All the earth worships You and sings praises to You; they sing praises to Your name.

Psalm 66:4

In the Orthodox icon of the Nativity, both the star and the cave are prominently depicted. This is because they represent nature. The theme of the Nativity, as we have already reflected, is best stated by the Evangelist John, who summarizes it in John 1:14 saying, And the Word became flesh and dwelt among us, full of grace and truth; we have beheld His glory, glory as of the only Son from the Father. The Nativity is the day that the Creator came to be part of His creation. Thus, all of the creation is present—the faithful believers (Mary and Joseph) the poor shepherds, the educated magi, the angels in heaven, the star, the animals, and the earth itself, which offers the cave. All of creation rejoices at the presence of the Creator in its midst.

There are many people who struggle to believe in Jesus Christ. I was going to write, there are many people who struggle to believe in Christianity, but Christianity is not what we believe in, it’s what we practice. We don’t believe in a “what,” we believe in a “who,” and who we believe in is the Holy Trinity—Father, Son and Holy Spirit. Each fulfills a different role.

Let’s step back for a moment from the Holy Trinity and just speak about God.
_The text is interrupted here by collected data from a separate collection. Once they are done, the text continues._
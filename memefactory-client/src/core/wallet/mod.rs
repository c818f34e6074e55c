//! Wallet session management
//!
//! A [`WalletSession`] is owned by the caller. It is only changed through
//! [`WalletSession::connect`] and [`WalletSession::disconnect`]; everything
//! else reads it.

use crate::core::classifier::{classify, ClassifiedError};
use crate::domain::WalletProvider;
use crate::shared::constants::UNAUTHORIZED_CODE;
use crate::shared::error::ClientError;
use crate::shared::utils::short_address;
use ethers::types::transaction::eip2718::TypedTransaction;
use ethers::types::{Address, TxHash};
use std::fmt;
use std::sync::Arc;

/// Permission to sign and submit transactions from the session's address
#[derive(Clone)]
pub struct SessionSigner {
    provider: Arc<dyn WalletProvider>,
    address: Address,
}

impl SessionSigner {
    pub fn address(&self) -> Address {
        self.address
    }

    /// Sign and broadcast `tx` from the session address
    pub async fn send_transaction(&self, mut tx: TypedTransaction) -> Result<TxHash, ClientError> {
        tx.set_from(self.address);
        self.provider.send_transaction(tx).await
    }
}

impl fmt::Debug for SessionSigner {
    fn fmt(&self, f: &mut fmt::Formatter<'_>) -> fmt::Result {
        f.debug_struct("SessionSigner")
            .field("address", &self.address)
            .finish_non_exhaustive()
    }
}

/// An authorized wallet connection; connected exactly when an address is held
#[derive(Debug, Clone, Default)]
pub struct WalletSession {
    signer: Option<SessionSigner>,
}

impl WalletSession {
    pub fn new() -> Self {
        Self::default()
    }

    pub fn address(&self) -> Option<Address> {
        self.signer.as_ref().map(SessionSigner::address)
    }

    pub fn is_connected(&self) -> bool {
        self.signer.is_some()
    }

    pub fn signer(&self) -> Option<&SessionSigner> {
        self.signer.as_ref()
    }

    /// `0x1234...abcd` for the connect button
    pub fn short_address(&self) -> Option<String> {
        self.address().map(|a| short_address(&a))
    }

    /// Ask the wallet provider for account authorization.
    ///
    /// Calling this while connected re-resolves the active account. On failure
    /// the session is left as it was.
    pub async fn connect(
        &mut self,
        provider: Option<Arc<dyn WalletProvider>>,
    ) -> Result<Address, ClassifiedError> {
        let Some(provider) = provider else {
            log::warn!("No wallet provider available");
            return Err(classify(&ClientError::NoWalletProvider));
        };

        let accounts = provider.request_accounts().await.map_err(|e| {
            let classified = classify(&e);
            log::warn!("Wallet connection failed: {}", classified);
            classified
        })?;

        let address = accounts.first().copied().ok_or_else(|| {
            classify(&ClientError::wallet(Some(UNAUTHORIZED_CODE), "No accounts authorized"))
        })?;

        if self.address().is_some_and(|previous| previous != address) {
            log::info!("Wallet account switched to {:?}", address);
        } else {
            log::info!("Wallet connected: {:?}", address);
        }
        self.signer = Some(SessionSigner { provider, address });
        Ok(address)
    }

    pub fn disconnect(&mut self) {
        if let Some(signer) = self.signer.take() {
            log::info!("Wallet disconnected: {:?}", signer.address);
        }
    }
}

#[cfg(test)]
mod tests {
    use super::*;
    use crate::core::classifier::ErrorKind;
    use crate::domain::MockWalletProvider;

    fn account(byte: u8) -> Address {
        Address::repeat_byte(byte)
    }

    #[tokio::test]
    async fn test_connect_without_provider() {
        let mut session = WalletSession::new();
        let err = session.connect(None).await.unwrap_err();

        assert_eq!(err.kind, ErrorKind::NoWalletProvider);
        assert!(!session.is_connected());
        assert_eq!(session.address(), None);
    }

    #[tokio::test]
    async fn test_connect_binds_first_account() {
        let mut provider = MockWalletProvider::new();
        provider
            .expect_request_accounts()
            .times(1)
            .returning(|| Ok(vec![account(0xaa), account(0xbb)]));

        let mut session = WalletSession::new();
        let address = session.connect(Some(Arc::new(provider))).await.unwrap();

        assert_eq!(address, account(0xaa));
        assert!(session.is_connected());
        assert_eq!(session.signer().map(|s| s.address()), Some(account(0xaa)));
        assert_eq!(session.short_address().as_deref(), Some("0xaaaa...aaaa"));
    }

    #[tokio::test]
    async fn test_user_rejection_leaves_session_untouched() {
        let mut provider = MockWalletProvider::new();
        provider
            .expect_request_accounts()
            .returning(|| Err(ClientError::wallet(Some(4001), "User rejected the request.")));

        let mut session = WalletSession::new();
        let err = session.connect(Some(Arc::new(provider))).await.unwrap_err();

        assert_eq!(err.kind, ErrorKind::UserRejected);
        assert!(!session.is_connected());
    }

    #[tokio::test]
    async fn test_reconnect_picks_up_switched_account() {
        let mut first = MockWalletProvider::new();
        first.expect_request_accounts().returning(|| Ok(vec![account(0x01)]));
        let mut second = MockWalletProvider::new();
        second.expect_request_accounts().returning(|| Ok(vec![account(0x02)]));

        let mut session = WalletSession::new();
        session.connect(Some(Arc::new(first))).await.unwrap();
        session.connect(Some(Arc::new(second))).await.unwrap();

        assert_eq!(session.address(), Some(account(0x02)));
    }

    #[tokio::test]
    async fn test_failed_reconnect_keeps_previous_account() {
        let mut first = MockWalletProvider::new();
        first.expect_request_accounts().returning(|| Ok(vec![account(0x01)]));
        let mut rejecting = MockWalletProvider::new();
        rejecting
            .expect_request_accounts()
            .times(1)
            .returning(|| Err(ClientError::wallet(Some(4001), "User rejected the request.")));

        let mut session = WalletSession::new();
        session.connect(Some(Arc::new(first))).await.unwrap();
        let err = session.connect(Some(Arc::new(rejecting))).await.unwrap_err();

        assert_eq!(err.kind, ErrorKind::UserRejected);
        assert!(session.is_connected());
        assert_eq!(session.address(), Some(account(0x01)));
    }

    #[tokio::test]
    async fn test_empty_account_list_is_not_a_connection() {
        let mut provider = MockWalletProvider::new();
        provider.expect_request_accounts().returning(|| Ok(vec![]));

        let mut session = WalletSession::new();
        let err = session.connect(Some(Arc::new(provider))).await.unwrap_err();

        assert_eq!(err.kind, ErrorKind::Unknown);
        assert!(!session.is_connected());
    }

    #[tokio::test]
    async fn test_disconnect() {
        let mut provider = MockWalletProvider::new();
        provider.expect_request_accounts().returning(|| Ok(vec![account(0x05)]));

        let mut session = WalletSession::new();
        session.connect(Some(Arc::new(provider))).await.unwrap();
        session.disconnect();

        assert!(!session.is_connected());
        assert_eq!(session.short_address(), None);
    }

    #[tokio::test]
    async fn test_signer_sets_from_address() {
        let mut provider = MockWalletProvider::new();
        provider.expect_request_accounts().returning(|| Ok(vec![account(0x07)]));
        provider
            .expect_send_transaction()
            .withf(|tx| tx.from() == Some(&Address::repeat_byte(0x07)))
            .times(1)
            .returning(|_| Ok(TxHash::repeat_byte(0x99)));

        let mut session = WalletSession::new();
        session.connect(Some(Arc::new(provider))).await.unwrap();

        let tx: TypedTransaction = ethers::types::TransactionRequest::new().into();
        let hash = session.signer().unwrap().send_transaction(tx).await.unwrap();
        assert_eq!(hash, TxHash::repeat_byte(0x99));
    }
}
Most of the time, we say we “believe in God,” and we aren’t specific about the persons of the Holy Trinity, and that is fine. The greatest commandments are to love God and love our neighbor. It doesn’t say “love Jesus,” or “love the Holy Spirit.” God is Trinity—to love God is to love all three persons of the Trinity.

In the moment we struggle to believe (and for those who don’t believe), the place to start/restart is to affirm that there is a power greater than us in the world. I don’t like term “higher power,” because that is too carefree—choose your higher power. My “higher power” is God. What is useful in the phrase higher power is the acknowledgement that there is a power higher than us working in the world. So the best place to restart our faith, or to find faith, is in nature, to realize that someone greater than us created everything.

I have always loved going to National Parks—I have been, among other places, to Yosemite (CA), Sequoia (CA), Kings Canyon (CA), the Grand Canyon (AZ), Bryce (UT), Zion (UT), Glacier (MT), Yellowstone (WY), Rocky Mountain (CO) and Acadia (ME). All of these places have breath-taking vistas, mountains and canyons carved by glaciers, and powerful forces of water (rivers, waterfalls or the ocean). There is no way that a human being can create these things. There is no company, or doctoral dissertation that can create these things. Scientists and geologists can explain how these things evolve, but the impetus for their creation rests in a Divine design. What about rain, thunder, wind, gravity, the placement of the moon which affects the tides and so many other things in nature? Again, the creation of all of them points to a power greater than us.

The beginning of faith is a belief in a power greater than us—God. It goes back to Genesis 1:1, In the beginning God created the heavens and the earth. Someone greater than us made us. From a commonsense perspective, either something lesser than us made us, one of us made us, or something greater than us made us. A lesser being cannot create something greater than itself. We cannot create even equal to ourselves. Of course at this point you might be thinking of the new phenomenon of “artificial intelligence” which is creating entities that think faster than us. But no artificial intelligence is going to have the emotions that we have—no artificial intelligence will experience love, passion, triumph or despair. One day a bunch of robots might play sport on television, just like artificial figures play out in video games, but no video representation of sports captures the passion of actual people playing.

Going back to nature, when I am in a natural setting, like a national park, or even at the beach, the “song” of nature confirms the presence of God. The crash of waves, the roar of waterfalls, the stillness of a mountain range, a gentle stream, these all point to the handiwork of God. It is as if nature worships God, singing hymns to the Creator continuously, each part of creation offering its own unique sound. Natural settings help to confirm the authority and the reality of God, which is why we need to spend time in nature.

We are influenced by what our peers are doing. If we are in a group of people and everyone is singing—at a concert, or in church—we are more likely to sing. Our life will get in sync with what is going on around us. If we are in nature, and we can turn off our noise (i.e. don’t hike with headphones on) and appreciate the sounds of nature, we can also worship with those sounds, we can be in sync with these sounds. As I am typing this message, there is a gentle rain falling outside. It is a sound I cannot create, but I have paused several times while writing to appreciate it. Because it is a sound of nature, which ultimately makes it a sound that praises God, and a sound that I can also use to praise God.

The foremost of the Patriarchs, Fathers before the Law came, brightly shone forth by means of faith, Abraham, Isaac, and Jacob, as very bright luminaries. Thereafter all the   Prophets and all the Righteous were from them lit up as lamps, and thus they began to shine; Therefore by the rays of their God inspired Prophecy they illumined all the bedarkened creation. (Exapostelarion, Orthros, Sunday before Christmas, Sunday of the ancestors of Christ, Trans. by Fr. Seraphim Dedes)

Personal Reflection Point: Have you visited a place where you saw the earth as worshipping God?